[Stored data]
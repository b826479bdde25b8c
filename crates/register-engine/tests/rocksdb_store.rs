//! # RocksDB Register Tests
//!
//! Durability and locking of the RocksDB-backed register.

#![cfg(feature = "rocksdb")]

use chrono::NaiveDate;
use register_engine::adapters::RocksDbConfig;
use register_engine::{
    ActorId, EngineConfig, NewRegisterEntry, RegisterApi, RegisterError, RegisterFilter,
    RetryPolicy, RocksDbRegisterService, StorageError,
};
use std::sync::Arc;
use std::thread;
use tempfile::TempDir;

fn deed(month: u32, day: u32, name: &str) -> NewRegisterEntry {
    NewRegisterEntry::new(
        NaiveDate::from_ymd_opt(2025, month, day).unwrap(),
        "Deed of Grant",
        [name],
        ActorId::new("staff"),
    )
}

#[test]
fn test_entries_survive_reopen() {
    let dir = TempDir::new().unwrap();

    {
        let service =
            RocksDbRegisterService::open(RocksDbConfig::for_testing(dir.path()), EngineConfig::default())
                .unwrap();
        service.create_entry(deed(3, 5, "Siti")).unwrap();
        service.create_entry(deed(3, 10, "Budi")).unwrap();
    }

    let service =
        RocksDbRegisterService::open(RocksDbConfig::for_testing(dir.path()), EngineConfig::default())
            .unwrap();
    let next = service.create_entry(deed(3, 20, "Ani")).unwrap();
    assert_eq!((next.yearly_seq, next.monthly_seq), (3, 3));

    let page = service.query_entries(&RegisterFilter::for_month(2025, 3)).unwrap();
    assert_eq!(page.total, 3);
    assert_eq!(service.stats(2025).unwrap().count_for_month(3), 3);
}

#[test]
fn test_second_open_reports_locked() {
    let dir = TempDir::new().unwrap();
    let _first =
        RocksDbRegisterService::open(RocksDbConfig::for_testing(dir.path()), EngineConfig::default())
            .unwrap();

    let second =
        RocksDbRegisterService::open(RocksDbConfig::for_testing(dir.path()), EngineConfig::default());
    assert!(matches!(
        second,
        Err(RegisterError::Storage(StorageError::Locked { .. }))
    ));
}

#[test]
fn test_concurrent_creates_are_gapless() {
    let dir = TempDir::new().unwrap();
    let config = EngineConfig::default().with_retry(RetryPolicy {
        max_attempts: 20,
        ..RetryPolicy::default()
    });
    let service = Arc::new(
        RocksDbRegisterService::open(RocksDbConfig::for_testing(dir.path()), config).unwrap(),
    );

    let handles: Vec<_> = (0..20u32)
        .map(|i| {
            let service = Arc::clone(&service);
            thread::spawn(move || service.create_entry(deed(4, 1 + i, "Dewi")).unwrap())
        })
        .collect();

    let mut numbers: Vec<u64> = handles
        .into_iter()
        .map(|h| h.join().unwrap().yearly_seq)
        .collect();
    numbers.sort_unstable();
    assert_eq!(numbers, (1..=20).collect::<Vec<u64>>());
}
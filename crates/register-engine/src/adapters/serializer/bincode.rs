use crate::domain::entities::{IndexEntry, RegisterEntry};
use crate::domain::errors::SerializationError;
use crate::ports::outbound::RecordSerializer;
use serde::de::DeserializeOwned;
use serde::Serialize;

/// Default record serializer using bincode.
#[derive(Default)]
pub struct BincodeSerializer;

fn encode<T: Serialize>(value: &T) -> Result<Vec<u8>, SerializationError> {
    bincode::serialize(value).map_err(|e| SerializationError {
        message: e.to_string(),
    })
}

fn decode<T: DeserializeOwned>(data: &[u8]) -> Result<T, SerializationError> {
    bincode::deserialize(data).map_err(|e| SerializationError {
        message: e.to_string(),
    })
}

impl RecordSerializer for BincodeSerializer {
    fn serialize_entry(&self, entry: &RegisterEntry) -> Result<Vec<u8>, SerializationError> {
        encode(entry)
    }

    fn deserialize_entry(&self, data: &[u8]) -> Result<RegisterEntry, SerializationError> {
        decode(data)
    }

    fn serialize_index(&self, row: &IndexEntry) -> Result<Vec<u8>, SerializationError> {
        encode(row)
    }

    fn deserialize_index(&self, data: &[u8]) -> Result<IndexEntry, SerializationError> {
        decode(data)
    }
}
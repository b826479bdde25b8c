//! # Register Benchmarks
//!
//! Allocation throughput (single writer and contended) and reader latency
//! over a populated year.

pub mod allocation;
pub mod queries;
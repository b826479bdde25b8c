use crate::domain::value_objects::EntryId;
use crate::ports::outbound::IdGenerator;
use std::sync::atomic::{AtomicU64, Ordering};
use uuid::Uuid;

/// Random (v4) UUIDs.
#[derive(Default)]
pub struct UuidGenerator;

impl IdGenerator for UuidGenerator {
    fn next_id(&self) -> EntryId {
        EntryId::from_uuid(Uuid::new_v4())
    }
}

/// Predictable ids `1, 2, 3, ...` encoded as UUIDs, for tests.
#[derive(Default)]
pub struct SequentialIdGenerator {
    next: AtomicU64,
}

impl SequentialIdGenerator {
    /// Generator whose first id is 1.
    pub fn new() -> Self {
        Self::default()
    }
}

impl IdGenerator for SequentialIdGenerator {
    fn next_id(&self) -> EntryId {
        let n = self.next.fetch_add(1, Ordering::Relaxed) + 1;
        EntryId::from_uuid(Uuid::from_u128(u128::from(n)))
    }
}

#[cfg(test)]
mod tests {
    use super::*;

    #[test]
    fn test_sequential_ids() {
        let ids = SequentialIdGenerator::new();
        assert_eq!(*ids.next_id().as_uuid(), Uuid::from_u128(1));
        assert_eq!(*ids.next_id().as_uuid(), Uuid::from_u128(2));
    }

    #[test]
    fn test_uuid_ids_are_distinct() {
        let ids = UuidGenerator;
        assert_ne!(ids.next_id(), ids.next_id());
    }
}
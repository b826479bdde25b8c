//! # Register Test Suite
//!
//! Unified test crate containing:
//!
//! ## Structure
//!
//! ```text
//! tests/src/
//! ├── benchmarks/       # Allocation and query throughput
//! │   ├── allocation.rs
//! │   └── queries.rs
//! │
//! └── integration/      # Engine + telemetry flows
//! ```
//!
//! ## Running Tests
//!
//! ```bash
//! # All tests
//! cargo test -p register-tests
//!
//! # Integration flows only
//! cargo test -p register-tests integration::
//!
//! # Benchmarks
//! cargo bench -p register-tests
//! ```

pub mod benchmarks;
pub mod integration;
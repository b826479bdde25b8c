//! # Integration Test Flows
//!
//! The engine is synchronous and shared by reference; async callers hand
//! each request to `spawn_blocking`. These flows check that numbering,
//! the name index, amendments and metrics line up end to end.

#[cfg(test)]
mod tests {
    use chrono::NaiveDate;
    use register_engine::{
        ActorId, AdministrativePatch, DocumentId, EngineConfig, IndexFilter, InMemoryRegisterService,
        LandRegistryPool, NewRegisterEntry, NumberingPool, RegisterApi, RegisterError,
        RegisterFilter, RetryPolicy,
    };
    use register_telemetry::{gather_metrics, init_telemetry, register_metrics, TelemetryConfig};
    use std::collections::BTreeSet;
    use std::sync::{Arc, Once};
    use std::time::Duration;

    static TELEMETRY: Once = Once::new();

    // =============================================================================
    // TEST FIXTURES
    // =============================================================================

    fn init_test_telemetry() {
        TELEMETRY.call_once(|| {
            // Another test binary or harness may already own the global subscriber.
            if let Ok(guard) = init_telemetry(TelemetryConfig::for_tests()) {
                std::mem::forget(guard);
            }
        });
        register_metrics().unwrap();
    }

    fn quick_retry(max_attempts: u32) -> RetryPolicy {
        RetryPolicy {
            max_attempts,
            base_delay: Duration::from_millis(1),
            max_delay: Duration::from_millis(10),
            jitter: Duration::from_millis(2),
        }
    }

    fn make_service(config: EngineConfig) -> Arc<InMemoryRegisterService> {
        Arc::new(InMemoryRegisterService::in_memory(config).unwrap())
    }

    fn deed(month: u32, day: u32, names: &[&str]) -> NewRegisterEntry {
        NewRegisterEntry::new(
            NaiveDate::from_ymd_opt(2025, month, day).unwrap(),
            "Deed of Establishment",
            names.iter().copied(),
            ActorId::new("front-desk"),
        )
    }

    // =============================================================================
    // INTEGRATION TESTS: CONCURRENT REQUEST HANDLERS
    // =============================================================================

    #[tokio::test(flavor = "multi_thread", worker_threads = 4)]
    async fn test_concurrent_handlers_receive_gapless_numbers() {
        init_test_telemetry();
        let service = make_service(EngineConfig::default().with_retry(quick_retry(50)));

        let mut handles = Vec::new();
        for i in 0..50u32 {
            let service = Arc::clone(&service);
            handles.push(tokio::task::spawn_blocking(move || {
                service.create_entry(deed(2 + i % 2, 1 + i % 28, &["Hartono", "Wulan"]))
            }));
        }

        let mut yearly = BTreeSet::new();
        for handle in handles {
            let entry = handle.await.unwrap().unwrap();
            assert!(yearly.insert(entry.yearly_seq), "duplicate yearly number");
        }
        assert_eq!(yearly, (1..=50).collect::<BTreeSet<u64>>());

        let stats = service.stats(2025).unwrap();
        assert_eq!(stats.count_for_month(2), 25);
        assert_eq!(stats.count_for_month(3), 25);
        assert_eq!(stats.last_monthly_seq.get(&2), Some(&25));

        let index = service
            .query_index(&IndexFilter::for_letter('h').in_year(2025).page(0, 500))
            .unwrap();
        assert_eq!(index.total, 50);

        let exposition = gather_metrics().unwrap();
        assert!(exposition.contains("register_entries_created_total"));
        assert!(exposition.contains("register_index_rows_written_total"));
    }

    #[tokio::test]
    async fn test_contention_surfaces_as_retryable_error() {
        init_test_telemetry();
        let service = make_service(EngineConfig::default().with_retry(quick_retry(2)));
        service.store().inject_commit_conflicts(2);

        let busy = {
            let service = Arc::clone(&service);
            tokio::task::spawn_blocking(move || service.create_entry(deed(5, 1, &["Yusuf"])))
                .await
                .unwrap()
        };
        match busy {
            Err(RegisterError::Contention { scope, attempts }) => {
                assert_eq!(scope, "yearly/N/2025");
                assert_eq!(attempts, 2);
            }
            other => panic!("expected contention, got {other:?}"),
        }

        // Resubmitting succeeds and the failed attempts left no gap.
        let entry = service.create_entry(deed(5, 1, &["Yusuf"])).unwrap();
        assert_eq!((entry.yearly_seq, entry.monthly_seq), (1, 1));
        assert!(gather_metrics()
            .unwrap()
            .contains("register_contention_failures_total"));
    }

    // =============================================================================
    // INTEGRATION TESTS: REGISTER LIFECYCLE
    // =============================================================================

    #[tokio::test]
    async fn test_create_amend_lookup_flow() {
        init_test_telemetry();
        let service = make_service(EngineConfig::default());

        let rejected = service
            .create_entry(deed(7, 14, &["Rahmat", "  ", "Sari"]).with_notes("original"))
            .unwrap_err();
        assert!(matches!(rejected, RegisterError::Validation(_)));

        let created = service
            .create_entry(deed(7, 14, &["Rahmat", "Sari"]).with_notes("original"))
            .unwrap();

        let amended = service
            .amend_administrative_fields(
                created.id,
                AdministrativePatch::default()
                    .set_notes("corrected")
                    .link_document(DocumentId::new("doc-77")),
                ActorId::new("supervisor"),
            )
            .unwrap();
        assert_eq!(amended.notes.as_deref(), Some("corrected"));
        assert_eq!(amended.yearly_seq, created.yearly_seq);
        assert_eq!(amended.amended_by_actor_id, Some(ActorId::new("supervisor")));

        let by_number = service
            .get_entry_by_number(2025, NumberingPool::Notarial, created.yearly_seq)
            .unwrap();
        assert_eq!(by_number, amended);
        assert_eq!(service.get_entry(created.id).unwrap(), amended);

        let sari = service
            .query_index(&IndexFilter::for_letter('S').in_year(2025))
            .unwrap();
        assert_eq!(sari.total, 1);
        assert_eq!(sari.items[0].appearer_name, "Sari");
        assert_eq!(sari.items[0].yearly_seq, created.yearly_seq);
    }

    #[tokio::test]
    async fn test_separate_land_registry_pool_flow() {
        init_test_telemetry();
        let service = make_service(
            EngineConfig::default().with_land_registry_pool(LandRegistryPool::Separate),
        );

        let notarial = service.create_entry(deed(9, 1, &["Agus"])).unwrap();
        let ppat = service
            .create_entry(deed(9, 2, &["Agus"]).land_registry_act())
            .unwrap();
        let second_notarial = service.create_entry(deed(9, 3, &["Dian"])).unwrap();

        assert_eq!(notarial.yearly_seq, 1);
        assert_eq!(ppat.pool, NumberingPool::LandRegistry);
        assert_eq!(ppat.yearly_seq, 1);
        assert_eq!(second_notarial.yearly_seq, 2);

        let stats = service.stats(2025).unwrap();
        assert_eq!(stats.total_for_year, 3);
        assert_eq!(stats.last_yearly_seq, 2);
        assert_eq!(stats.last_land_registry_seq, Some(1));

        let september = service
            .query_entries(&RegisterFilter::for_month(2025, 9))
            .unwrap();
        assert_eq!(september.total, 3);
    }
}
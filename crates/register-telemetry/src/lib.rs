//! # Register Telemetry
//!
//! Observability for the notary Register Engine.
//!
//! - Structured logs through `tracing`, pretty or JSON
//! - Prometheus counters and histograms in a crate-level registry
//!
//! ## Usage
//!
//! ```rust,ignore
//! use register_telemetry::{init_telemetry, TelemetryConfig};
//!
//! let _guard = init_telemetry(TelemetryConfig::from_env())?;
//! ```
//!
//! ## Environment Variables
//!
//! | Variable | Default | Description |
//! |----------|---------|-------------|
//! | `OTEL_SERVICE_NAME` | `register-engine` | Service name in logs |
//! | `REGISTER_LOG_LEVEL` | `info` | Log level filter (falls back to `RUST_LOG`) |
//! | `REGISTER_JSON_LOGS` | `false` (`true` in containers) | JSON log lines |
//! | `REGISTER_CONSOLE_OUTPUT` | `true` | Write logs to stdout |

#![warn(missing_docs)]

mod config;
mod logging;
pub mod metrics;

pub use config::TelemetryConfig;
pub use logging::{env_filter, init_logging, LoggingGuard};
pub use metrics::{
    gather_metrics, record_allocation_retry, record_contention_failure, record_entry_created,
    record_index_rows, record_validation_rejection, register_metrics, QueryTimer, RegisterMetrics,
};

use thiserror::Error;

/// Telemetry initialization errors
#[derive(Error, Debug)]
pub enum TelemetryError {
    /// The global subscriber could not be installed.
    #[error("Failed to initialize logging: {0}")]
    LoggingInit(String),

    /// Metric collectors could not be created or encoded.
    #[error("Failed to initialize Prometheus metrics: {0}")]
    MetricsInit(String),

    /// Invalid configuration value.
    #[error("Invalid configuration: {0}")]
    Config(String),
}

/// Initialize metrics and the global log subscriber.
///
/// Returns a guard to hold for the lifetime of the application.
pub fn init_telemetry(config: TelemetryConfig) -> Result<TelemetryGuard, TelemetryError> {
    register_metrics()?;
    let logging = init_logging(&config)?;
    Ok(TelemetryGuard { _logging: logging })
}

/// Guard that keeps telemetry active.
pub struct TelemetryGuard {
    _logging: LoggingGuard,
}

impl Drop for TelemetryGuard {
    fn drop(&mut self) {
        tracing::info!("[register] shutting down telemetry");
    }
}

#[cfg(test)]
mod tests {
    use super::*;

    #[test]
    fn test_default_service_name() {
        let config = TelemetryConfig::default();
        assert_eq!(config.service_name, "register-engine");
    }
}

HOW TO COMPLETE THIS TASK:
Of all the lines in the data above, show only those that hold the word "RecordSerializer".

RESPONSE BOX:
use crate::ports::outbound::RecordSerializer;
impl RecordSerializer for BincodeSerializer {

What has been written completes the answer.